Your Questions Answered

On a recent golf trip, the airline broke one of my clubs. On the flight back, they broke one of my wife’s clubs. The airline’s response: we are not responsible for anything that happens to oversize bags. What can golfers do to get compensation when this happens?

The dreaded double-breaker! Before flying, it’s worth taking a moment to read the airline’s “conditions of carriage” on its website. Some do exclude payment for damage to oversize luggage, as yours did. Many will cover broken clubs, but only if they’re in a hard case. Lawyer Jeff Ment, who specialises in travel issues, suggests insuring your clubs if you’re concerned about it. You’ll pay about $5 per $100 of coverage, up to $5,000. Do you have any recourse if the airline says it’s not paying? Small-claims court is one option. Ment recommends becoming a squeaky wheel, with phone calls and e-mails and complaints on social media. “Airlines have become far more responsive to consumer complaints,” he says. “The last thing they want is you bashing them on Twitter for breaking your clubs.”


With tour pros being so anal about putting surfaces, why do they shake hands after the round while gathering around the cup? This drives me crazy.

Nothing to get too worked up about. Foot traffic on a green during final handshakes adds no more compaction than the entire field of players and their caddies over the previous hours. Greens for professional tournaments are so firm that it’s nearly impossible to see even faint footprints in the surface. It’s true that a few pros still use metal spikes, but if the green is dry and firm – as it is for most professional events – these spikes should not pull up any blades of grass. Even if they did, given the new rule that spike marks can be repaired, it seems the chance of harm to subsequent golfers is low.


I keep wondering why tour caddies, almost to a man, continue to wear shorts when the weather is cold, windy and wet? Is it a macho caddie thing?

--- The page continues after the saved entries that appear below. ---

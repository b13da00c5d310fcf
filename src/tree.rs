use indextree::{Arena, NodeId};
use parking_lot::RwLock;
use rayon::prelude::*;
use std::collections::HashMap;
use std::path::{Path, PathBuf};
use std::sync::atomic::{AtomicBool, AtomicU64, Ordering};
use std::sync::Arc;

use crate::extensions::ExtensionIndex;

/// What kind of node to create.
#[derive(Debug, Clone, Copy, PartialEq, Eq)]
pub enum NodeKind {
    File { size: u64 },
    Dir,
}

/// Memoized aggregate size: value + valid flag.
#[derive(Debug, Default)]
struct SizeCache {
    valid: AtomicBool,
    value: AtomicU64,
}

impl SizeCache {
    fn get(&self) -> Option<u64> {
        if self.valid.load(Ordering::Acquire) {
            Some(self.value.load(Ordering::Relaxed))
        } else {
            None
        }
    }

    fn set(&self, value: u64) {
        self.value.store(value, Ordering::Relaxed);
        self.valid.store(true, Ordering::Release);
    }

    fn invalidate(&mut self) {
        *self.valid.get_mut() = false;
    }

    fn is_valid(&mut self) -> bool {
        *self.valid.get_mut()
    }
}

/// Directory-only state. Caches are filled lazily through `&FileTree`, so
/// they use interior mutability that is safe for concurrent readers.
#[derive(Debug, Default)]
pub struct DirState {
    scanned: bool,
    size: SizeCache,
    extensions: RwLock<Option<Arc<ExtensionIndex>>>,
}

impl DirState {
    fn invalidate_extensions(&mut self) -> bool {
        self.extensions.get_mut().take().is_some()
    }
}

#[derive(Debug)]
pub enum EntryKind {
    File { size: u64 },
    Dir(DirState),
}

/// A file or directory in the tree.
#[derive(Debug)]
pub struct Entry {
    pub path: PathBuf,
    pub name: String,
    pub kind: EntryKind,
}

impl Entry {
    pub fn is_dir(&self) -> bool {
        matches!(self.kind, EntryKind::Dir(_))
    }

    /// Own byte length for files, 0 for directories.
    pub fn own_size(&self) -> u64 {
        match self.kind {
            EntryKind::File { size } => size,
            EntryKind::Dir(_) => 0,
        }
    }

    /// Files count as scanned; directories once their listing was applied.
    pub fn is_scanned(&self) -> bool {
        match &self.kind {
            EntryKind::File { .. } => true,
            EntryKind::Dir(dir) => dir.scanned,
        }
    }
}

/// Hierarchical size model on an arena allocator.
///
/// Mutation needs `&mut self`; every query takes `&self` and the type is
/// `Sync`, so layout and statistics may run on several threads at once.
pub struct FileTree {
    arena: Arena<Entry>,
    root: NodeId,
    path_to_node: HashMap<PathBuf, NodeId>,
}

impl FileTree {
    /// Create a new tree with an unscanned root directory.
    pub fn new<P: AsRef<Path>>(root_path: P) -> Self {
        let root_path_buf = root_path.as_ref().to_path_buf();
        let root_name = root_path_buf
            .file_name()
            .map(|n| n.to_string_lossy().to_string())
            .unwrap_or_else(|| root_path_buf.to_string_lossy().to_string());

        let mut arena = Arena::new();
        let root = arena.new_node(Entry {
            path: root_path_buf.clone(),
            name: root_name,
            kind: EntryKind::Dir(DirState::default()),
        });
        let mut path_to_node = HashMap::new();
        path_to_node.insert(root_path_buf, root);

        Self {
            arena,
            root,
            path_to_node,
        }
    }

    /// Allocate an unattached node.
    pub fn create_node(&mut self, name: impl Into<String>, path: PathBuf, kind: NodeKind) -> NodeId {
        let kind = match kind {
            NodeKind::File { size } => EntryKind::File { size },
            NodeKind::Dir => EntryKind::Dir(DirState::default()),
        };
        self.arena.new_node(Entry {
            path,
            name: name.into(),
            kind,
        })
    }

    /// Append `child` under `parent` and invalidate the parent chain.
    ///
    /// Paths are indexed only once they are reachable from the root, so a
    /// detached subtree is indexed as a whole when it gets attached.
    ///
    /// # Panics
    ///
    /// If `parent` is a file, if `child` is the root, already has a parent,
    /// or one of the paths it brings into the tree is already present.
    pub fn attach_child(&mut self, parent: NodeId, child: NodeId) {
        assert!(
            self.get(parent).is_some_and(Entry::is_dir),
            "attach_child: parent {:?} is not a live directory",
            parent
        );
        assert!(child != self.root, "attach_child: the root cannot be attached");
        assert!(
            self.arena.get(child).is_some_and(|n| n.parent().is_none() && !n.is_removed()),
            "attach_child: child {:?} is already attached or removed",
            child
        );

        let connected = parent.ancestors(&self.arena).any(|a| a == self.root);
        let mut incoming: HashMap<PathBuf, NodeId> = HashMap::new();
        if connected {
            for node in child.descendants(&self.arena) {
                let path = &self.arena[node].get().path;
                assert!(
                    !self.path_to_node.contains_key(path) && !incoming.contains_key(path),
                    "attach_child: {} is already in the tree",
                    path.display()
                );
                incoming.insert(path.clone(), node);
            }
        }

        parent.append(child, &mut self.arena);
        self.path_to_node.extend(incoming);
        self.invalidate_from(parent);
    }

    /// `create_node` followed by `attach_child`.
    pub fn add_child(&mut self, parent: NodeId, name: impl Into<String>, path: PathBuf, kind: NodeKind) -> NodeId {
        let child = self.create_node(name, path, kind);
        self.attach_child(parent, child);
        child
    }

    /// Sets `scanned`. Sizes already reflect the attached children, so only
    /// extension caches are dropped, and only on a false -> true transition.
    pub fn mark_scanned(&mut self, id: NodeId) {
        let transitioned = match self.entry_mut(id).map(|e| &mut e.kind) {
            Some(EntryKind::Dir(dir)) if !dir.scanned => {
                dir.scanned = true;
                true
            }
            _ => false,
        };
        if transitioned {
            let chain: Vec<NodeId> = id.ancestors(&self.arena).collect();
            for ancestor in chain {
                if let EntryKind::Dir(dir) = &mut self.arena[ancestor].get_mut().kind {
                    dir.invalidate_extensions();
                }
            }
        }
    }

    /// Update a file's byte length after a refresh.
    pub fn set_file_size(&mut self, id: NodeId, new_size: u64) {
        let changed = match self.entry_mut(id).map(|e| &mut e.kind) {
            Some(EntryKind::File { size }) if *size != new_size => {
                *size = new_size;
                true
            }
            _ => false,
        };
        if changed {
            if let Some(parent) = self.parent(id) {
                self.invalidate_from(parent);
            }
        }
    }

    /// Drop `id` and its descendants. The root cannot be removed.
    pub fn remove_subtree(&mut self, id: NodeId) {
        if id == self.root || self.get(id).is_none() {
            return;
        }
        let parent = self.parent(id);
        let doomed: Vec<NodeId> = id.descendants(&self.arena).collect();
        for node in doomed {
            let path = &self.arena[node].get().path;
            if self.path_to_node.get(path) == Some(&node) {
                self.path_to_node.remove(path);
            }
        }
        id.remove_subtree(&mut self.arena);
        if let Some(parent) = parent {
            self.invalidate_from(parent);
        }
    }

    /// Remove every child of a directory and mark it unscanned again.
    pub fn reset_children(&mut self, id: NodeId) {
        let children: Vec<NodeId> = self.children(id).collect();
        for child in children {
            self.remove_subtree(child);
        }
        if let Some(EntryKind::Dir(dir)) = self.entry_mut(id).map(|e| &mut e.kind) {
            dir.scanned = false;
        }
        self.invalidate_from(id);
    }

    /// Invalidate both caches on `id` and upward. A directory whose caches
    /// are both already invalid has invalid ancestors too, so the walk stops.
    fn invalidate_from(&mut self, id: NodeId) {
        let mut current = Some(id);
        while let Some(node_id) = current {
            let Some(node) = self.arena.get_mut(node_id).filter(|n| !n.is_removed()) else {
                break;
            };
            let parent = node.parent();
            if let EntryKind::Dir(dir) = &mut node.get_mut().kind {
                let had_size = dir.size.is_valid();
                dir.size.invalidate();
                let had_extensions = dir.invalidate_extensions();
                if !had_size && !had_extensions && node_id != id {
                    break;
                }
            }
            current = parent;
        }
    }

    /// Total bytes under `id`: a file's own size, or the recursive sum over a
    /// directory's children (0 while a directory has none).
    pub fn aggregate_size(&self, id: NodeId) -> u64 {
        let Some(entry) = self.get(id) else {
            return 0;
        };
        match &entry.kind {
            EntryKind::File { size } => *size,
            EntryKind::Dir(dir) => {
                if let Some(cached) = dir.size.get() {
                    return cached;
                }
                let total = id
                    .children(&self.arena)
                    .fold(0u64, |acc, child| acc.saturating_add(self.aggregate_size(child)));
                dir.size.set(total);
                total
            }
        }
    }

    /// Children by aggregate size descending; ties keep discovery order.
    pub fn sorted_children(&self, id: NodeId) -> Vec<NodeId> {
        let mut sized: Vec<(NodeId, u64)> = self
            .children(id)
            .map(|child| (child, self.aggregate_size(child)))
            .collect();
        sized.sort_by(|a, b| b.1.cmp(&a.1));
        sized.into_iter().map(|(child, _)| child).collect()
    }

    /// Extension statistics over every file below `id`. Directories never
    /// appear as buckets. For a file, the index holds just that file.
    pub fn extension_stats(&self, id: NodeId) -> Arc<ExtensionIndex> {
        let Some(entry) = self.get(id) else {
            return Arc::default();
        };
        let dir = match &entry.kind {
            EntryKind::File { size } => {
                let mut index = ExtensionIndex::default();
                index.record(&entry.name, *size);
                return Arc::new(index);
            }
            EntryKind::Dir(dir) => dir,
        };

        if let Some(cached) = dir.extensions.read().as_ref() {
            return Arc::clone(cached);
        }

        let children: Vec<NodeId> = self.children(id).collect();
        let index = children
            .par_iter()
            .fold(ExtensionIndex::default, |mut acc, &child| {
                let child_entry = self.arena[child].get();
                match child_entry.kind {
                    EntryKind::File { size } => acc.record(&child_entry.name, size),
                    EntryKind::Dir(_) => acc.merge(&self.extension_stats(child)),
                }
                acc
            })
            .reduce(ExtensionIndex::default, |mut a, b| {
                a.merge(&b);
                a
            });

        let index = Arc::new(index);
        *dir.extensions.write() = Some(Arc::clone(&index));
        index
    }

    /// Number of files below `id` (1 for a file).
    pub fn file_count(&self, id: NodeId) -> u64 {
        self.extension_stats(id).total_count()
    }

    pub fn is_scanned(&self, id: NodeId) -> bool {
        self.get(id).is_some_and(Entry::is_scanned)
    }

    pub fn is_dir(&self, id: NodeId) -> bool {
        self.get(id).is_some_and(Entry::is_dir)
    }

    pub fn root(&self) -> NodeId {
        self.root
    }

    pub fn root_path(&self) -> &Path {
        &self.arena[self.root].get().path
    }

    /// Live entry for `id`, `None` once removed.
    pub fn get(&self, id: NodeId) -> Option<&Entry> {
        self.arena
            .get(id)
            .filter(|node| !node.is_removed())
            .map(|node| node.get())
    }

    fn entry_mut(&mut self, id: NodeId) -> Option<&mut Entry> {
        self.arena
            .get_mut(id)
            .filter(|node| !node.is_removed())
            .map(|node| node.get_mut())
    }

    pub fn get_node(&self, path: &Path) -> Option<NodeId> {
        self.path_to_node.get(path).copied()
    }

    pub fn parent(&self, id: NodeId) -> Option<NodeId> {
        self.arena.get(id).and_then(|node| node.parent())
    }

    /// Children in discovery order.
    pub fn children(&self, id: NodeId) -> impl Iterator<Item = NodeId> + '_ {
        let live = self.get(id).is_some();
        live.then(|| id.children(&self.arena)).into_iter().flatten()
    }

    /// Path from the root down to `id`, both included.
    pub fn breadcrumbs(&self, id: NodeId) -> Vec<NodeId> {
        if self.get(id).is_none() {
            return Vec::new();
        }
        let mut chain: Vec<NodeId> = id.ancestors(&self.arena).collect();
        chain.reverse();
        chain
    }

    /// Live nodes reachable from the root.
    pub fn node_count(&self) -> usize {
        self.root.descendants(&self.arena).count()
    }

    /// Total size of the tree.
    pub fn total_size(&self) -> u64 {
        self.aggregate_size(self.root)
    }
}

They do it in part, we believe, to show off those great calves. But veteran looper Kip Henley – currently working for the US PGA Tour’s Austin Cook – says there’s more to it than that: “Caddies pack light. We want to avoid baggage fees and enjoy convenience when checking in and out of hotels. And a player’s bag with his extra gear is already heavy as hell. We follow the sun, so there are only two places on earth that every caddie will have rain and cold gear: Pebble Beach and The Open. A side note to all of this is Padraig Harrington’s brother-in-law and caddie, Ronan Flood. If you ever see him in a pair of pants, he’ll be lying in a casket. He’s Irish, and they take pride in freezing their arses off.


A friend plays both right and left-handed using the same handicap. Should he have a different handicap for each side?

He may, according to Golf Australia’s policy, although with a caveat. “Although the matter is not covered under the GA Handicap System, it would be reasonable for a club to allocate to a member who already has a GA Handicap for one hand, a Club Handicap for the other hand. The GA Handicap must be the lower of the two handicaps.  Any decision to allocate such a handicap is entirely at the discretion of the club.”


Is there any penalty if a player putts from two to three inches away with the flagstick still in and hits the stick with his putter on his follow-through?

There is no penalty for inadvertently striking the flagstick while putting. But we do wonder just how hard you are hitting this gimme putt if your follow-through reaches all the way to the stick. Maybe dial it back just a little?